---------- MATERIAL FOR THIS TASK ----------

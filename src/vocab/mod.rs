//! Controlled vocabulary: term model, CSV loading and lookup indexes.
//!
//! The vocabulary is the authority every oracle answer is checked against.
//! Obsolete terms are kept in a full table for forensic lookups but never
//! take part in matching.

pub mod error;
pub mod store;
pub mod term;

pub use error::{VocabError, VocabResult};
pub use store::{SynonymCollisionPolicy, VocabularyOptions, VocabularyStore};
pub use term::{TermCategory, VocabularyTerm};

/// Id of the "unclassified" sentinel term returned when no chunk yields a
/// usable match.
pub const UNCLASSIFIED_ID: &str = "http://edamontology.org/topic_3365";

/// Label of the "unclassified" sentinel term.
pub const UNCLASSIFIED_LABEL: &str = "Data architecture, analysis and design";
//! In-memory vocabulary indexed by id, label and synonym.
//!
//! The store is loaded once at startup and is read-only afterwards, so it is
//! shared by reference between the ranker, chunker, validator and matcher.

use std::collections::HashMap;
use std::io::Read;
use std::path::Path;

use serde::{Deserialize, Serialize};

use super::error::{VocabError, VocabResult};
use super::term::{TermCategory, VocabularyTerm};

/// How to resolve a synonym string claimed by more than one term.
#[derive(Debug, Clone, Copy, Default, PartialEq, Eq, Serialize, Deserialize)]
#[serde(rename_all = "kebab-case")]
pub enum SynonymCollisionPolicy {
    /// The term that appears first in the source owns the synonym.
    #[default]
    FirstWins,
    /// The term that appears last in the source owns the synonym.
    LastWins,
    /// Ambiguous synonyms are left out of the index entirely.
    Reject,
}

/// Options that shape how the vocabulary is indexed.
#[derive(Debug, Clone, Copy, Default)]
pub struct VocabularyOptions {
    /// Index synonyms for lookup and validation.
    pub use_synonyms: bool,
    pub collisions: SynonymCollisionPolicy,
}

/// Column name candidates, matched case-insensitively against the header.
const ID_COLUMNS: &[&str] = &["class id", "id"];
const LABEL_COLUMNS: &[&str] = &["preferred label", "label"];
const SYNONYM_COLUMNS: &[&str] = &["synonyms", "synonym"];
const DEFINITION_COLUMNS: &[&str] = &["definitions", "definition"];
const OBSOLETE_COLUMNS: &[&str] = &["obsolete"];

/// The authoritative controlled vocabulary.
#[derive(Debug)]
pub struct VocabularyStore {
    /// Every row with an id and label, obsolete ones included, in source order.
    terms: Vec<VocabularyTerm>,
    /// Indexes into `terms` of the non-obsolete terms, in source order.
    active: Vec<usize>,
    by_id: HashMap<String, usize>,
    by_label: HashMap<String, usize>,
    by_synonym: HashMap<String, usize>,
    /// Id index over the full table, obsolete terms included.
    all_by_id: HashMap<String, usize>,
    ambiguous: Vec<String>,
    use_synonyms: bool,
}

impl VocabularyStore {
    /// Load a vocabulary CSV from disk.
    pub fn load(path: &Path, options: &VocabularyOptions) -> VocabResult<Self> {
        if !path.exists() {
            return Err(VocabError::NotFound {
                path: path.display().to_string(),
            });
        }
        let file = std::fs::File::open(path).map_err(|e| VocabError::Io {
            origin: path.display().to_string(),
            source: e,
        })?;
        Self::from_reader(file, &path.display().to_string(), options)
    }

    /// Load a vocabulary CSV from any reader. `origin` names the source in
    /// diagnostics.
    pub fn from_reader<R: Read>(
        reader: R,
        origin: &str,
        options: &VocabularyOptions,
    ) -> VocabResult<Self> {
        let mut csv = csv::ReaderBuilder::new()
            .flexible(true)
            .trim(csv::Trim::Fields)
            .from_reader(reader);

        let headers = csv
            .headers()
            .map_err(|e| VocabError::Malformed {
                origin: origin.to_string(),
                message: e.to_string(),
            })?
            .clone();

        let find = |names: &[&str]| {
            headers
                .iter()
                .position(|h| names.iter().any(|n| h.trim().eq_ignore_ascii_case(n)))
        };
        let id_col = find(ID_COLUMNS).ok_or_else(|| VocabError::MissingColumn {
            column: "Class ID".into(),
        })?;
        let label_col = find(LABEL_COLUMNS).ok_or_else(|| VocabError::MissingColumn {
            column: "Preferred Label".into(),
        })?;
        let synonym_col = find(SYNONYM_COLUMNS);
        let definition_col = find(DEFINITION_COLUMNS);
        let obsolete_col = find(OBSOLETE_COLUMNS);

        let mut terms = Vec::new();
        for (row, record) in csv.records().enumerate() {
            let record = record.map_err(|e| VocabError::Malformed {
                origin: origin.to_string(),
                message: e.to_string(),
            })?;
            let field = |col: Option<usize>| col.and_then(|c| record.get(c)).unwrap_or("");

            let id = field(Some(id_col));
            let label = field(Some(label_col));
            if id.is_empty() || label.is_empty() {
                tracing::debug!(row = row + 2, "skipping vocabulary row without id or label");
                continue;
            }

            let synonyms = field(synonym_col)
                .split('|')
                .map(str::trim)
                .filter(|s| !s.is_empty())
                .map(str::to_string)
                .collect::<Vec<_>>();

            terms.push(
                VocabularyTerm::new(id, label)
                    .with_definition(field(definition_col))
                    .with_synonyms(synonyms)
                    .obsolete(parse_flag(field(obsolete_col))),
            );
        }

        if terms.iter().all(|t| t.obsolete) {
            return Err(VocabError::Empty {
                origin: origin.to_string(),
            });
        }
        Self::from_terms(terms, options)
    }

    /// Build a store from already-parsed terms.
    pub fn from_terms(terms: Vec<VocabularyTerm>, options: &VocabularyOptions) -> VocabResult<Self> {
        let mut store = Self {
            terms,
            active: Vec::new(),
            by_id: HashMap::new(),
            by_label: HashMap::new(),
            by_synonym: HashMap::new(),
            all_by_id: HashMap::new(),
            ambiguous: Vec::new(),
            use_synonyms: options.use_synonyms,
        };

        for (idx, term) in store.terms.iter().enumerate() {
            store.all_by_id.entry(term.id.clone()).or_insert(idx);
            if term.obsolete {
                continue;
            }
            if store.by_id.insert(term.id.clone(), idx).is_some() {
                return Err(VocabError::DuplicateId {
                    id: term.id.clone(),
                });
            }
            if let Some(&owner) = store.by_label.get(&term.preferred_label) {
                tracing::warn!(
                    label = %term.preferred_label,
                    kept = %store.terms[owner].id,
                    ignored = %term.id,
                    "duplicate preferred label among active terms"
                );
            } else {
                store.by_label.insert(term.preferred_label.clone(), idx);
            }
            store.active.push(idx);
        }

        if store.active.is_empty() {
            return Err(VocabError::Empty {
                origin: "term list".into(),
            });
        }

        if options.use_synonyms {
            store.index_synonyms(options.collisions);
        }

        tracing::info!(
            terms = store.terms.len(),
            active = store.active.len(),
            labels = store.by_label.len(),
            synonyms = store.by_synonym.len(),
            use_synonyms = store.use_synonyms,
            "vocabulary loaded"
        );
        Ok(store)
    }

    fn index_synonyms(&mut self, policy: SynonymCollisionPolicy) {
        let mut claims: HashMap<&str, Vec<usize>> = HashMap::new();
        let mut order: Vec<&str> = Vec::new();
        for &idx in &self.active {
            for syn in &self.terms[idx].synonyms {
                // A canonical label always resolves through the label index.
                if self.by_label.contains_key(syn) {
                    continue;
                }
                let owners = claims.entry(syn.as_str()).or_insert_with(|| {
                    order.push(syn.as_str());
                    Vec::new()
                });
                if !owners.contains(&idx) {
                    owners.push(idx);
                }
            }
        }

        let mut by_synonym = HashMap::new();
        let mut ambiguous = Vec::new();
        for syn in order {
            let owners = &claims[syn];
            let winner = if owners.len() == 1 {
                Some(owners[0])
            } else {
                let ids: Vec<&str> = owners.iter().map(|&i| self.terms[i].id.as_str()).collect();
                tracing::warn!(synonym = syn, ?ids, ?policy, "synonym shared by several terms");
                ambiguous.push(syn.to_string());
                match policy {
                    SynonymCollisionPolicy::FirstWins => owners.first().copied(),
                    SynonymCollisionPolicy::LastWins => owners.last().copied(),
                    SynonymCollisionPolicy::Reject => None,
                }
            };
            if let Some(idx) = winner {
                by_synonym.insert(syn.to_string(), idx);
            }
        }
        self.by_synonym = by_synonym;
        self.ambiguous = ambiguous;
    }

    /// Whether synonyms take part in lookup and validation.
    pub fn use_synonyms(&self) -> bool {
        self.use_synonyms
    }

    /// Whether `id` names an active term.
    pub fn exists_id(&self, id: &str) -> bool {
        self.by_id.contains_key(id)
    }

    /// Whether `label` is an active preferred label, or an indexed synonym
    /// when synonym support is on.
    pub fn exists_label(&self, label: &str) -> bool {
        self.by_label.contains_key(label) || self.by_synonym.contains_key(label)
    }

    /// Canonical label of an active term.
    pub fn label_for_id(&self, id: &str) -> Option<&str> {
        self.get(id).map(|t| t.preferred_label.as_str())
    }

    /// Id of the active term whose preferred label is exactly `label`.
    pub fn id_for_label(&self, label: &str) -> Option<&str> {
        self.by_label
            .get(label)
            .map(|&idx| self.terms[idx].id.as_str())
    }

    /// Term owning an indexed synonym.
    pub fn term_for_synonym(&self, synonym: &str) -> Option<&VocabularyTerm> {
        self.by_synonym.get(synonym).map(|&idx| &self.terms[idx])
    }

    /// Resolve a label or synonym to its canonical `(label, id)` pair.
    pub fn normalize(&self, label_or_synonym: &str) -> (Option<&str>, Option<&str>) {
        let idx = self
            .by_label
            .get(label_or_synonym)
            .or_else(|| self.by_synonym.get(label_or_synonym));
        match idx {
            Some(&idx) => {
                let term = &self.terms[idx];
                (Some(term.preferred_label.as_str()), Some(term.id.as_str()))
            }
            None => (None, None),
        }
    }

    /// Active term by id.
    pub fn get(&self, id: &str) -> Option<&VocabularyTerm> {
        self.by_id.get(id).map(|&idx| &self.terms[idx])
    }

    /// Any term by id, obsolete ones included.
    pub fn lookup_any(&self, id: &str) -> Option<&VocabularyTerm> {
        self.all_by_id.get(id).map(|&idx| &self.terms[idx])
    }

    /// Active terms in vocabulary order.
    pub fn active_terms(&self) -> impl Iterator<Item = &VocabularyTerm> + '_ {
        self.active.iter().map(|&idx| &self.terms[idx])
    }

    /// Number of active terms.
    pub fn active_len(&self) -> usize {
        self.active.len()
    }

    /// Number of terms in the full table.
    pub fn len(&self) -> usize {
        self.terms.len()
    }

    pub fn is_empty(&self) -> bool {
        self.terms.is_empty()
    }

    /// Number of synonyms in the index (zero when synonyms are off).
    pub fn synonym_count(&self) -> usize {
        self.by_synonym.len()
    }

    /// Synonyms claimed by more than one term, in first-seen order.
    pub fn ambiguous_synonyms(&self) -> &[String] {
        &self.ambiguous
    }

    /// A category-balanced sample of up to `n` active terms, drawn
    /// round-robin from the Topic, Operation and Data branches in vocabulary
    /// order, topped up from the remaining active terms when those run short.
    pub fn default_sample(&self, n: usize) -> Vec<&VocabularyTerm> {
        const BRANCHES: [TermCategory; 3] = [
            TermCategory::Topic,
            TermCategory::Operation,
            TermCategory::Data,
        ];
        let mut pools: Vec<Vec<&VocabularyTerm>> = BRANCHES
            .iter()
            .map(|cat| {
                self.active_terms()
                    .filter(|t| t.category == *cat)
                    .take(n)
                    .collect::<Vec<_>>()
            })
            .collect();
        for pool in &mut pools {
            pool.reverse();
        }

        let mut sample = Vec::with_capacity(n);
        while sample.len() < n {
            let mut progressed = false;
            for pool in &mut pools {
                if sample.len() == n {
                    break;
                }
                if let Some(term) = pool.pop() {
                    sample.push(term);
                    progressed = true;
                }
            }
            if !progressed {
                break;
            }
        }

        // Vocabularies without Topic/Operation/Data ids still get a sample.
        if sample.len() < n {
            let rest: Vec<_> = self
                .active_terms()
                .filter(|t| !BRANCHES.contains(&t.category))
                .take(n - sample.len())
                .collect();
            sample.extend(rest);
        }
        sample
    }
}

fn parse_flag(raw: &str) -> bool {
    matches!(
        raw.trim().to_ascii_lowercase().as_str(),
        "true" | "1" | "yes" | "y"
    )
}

----------

● WORK ITEM:
In the entries above, find the line with "pub fn get(&self, id: &str)" and the line with "in vocabulary order.", then set down exactly those two and every line between them, nothing else.

● YOUR RESPONSE:
    pub fn get(&self, id: &str) -> Option<&VocabularyTerm> {
        self.by_id.get(id).map(|&idx| &self.terms[idx])
    }

    /// Any term by id, obsolete ones included.
    pub fn lookup_any(&self, id: &str) -> Option<&VocabularyTerm> {
        self.all_by_id.get(id).map(|&idx| &self.terms[idx])
    }

    /// Active terms in vocabulary order.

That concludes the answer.